Input records START

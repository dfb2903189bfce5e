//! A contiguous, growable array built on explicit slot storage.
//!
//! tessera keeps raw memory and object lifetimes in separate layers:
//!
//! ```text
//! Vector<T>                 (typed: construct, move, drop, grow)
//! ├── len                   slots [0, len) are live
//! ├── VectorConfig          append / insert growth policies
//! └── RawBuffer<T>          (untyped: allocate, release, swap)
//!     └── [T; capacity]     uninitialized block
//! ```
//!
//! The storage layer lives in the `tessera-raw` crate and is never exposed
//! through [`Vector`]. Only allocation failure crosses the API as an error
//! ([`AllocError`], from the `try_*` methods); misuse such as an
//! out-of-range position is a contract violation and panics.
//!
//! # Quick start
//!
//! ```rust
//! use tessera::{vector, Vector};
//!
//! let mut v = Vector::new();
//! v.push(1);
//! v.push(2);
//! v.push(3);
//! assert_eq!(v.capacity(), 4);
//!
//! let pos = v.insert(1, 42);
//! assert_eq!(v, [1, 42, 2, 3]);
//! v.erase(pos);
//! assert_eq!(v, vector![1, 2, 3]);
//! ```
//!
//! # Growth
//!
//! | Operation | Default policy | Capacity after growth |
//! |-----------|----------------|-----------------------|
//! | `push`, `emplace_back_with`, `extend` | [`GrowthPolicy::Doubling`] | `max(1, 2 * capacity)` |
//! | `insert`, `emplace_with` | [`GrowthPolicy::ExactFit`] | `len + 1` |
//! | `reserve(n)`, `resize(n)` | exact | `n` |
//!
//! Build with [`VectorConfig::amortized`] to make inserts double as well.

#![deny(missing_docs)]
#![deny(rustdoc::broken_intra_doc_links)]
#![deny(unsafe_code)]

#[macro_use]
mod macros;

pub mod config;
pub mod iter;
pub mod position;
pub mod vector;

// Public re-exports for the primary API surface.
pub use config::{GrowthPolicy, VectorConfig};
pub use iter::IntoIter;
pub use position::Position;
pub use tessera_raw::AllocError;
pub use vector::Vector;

Input records END

Action item: Among the records above, find each line holding the string "GrowthPolicy" and pull it out.

Worked solution:
//! | `push`, `emplace_back_with`, `extend` | [`GrowthPolicy::Doubling`] | `max(1, 2 * capacity)` |
//! | `insert`, `emplace_with` | [`GrowthPolicy::ExactFit`] | `len + 1` |
pub use config::{GrowthPolicy, VectorConfig};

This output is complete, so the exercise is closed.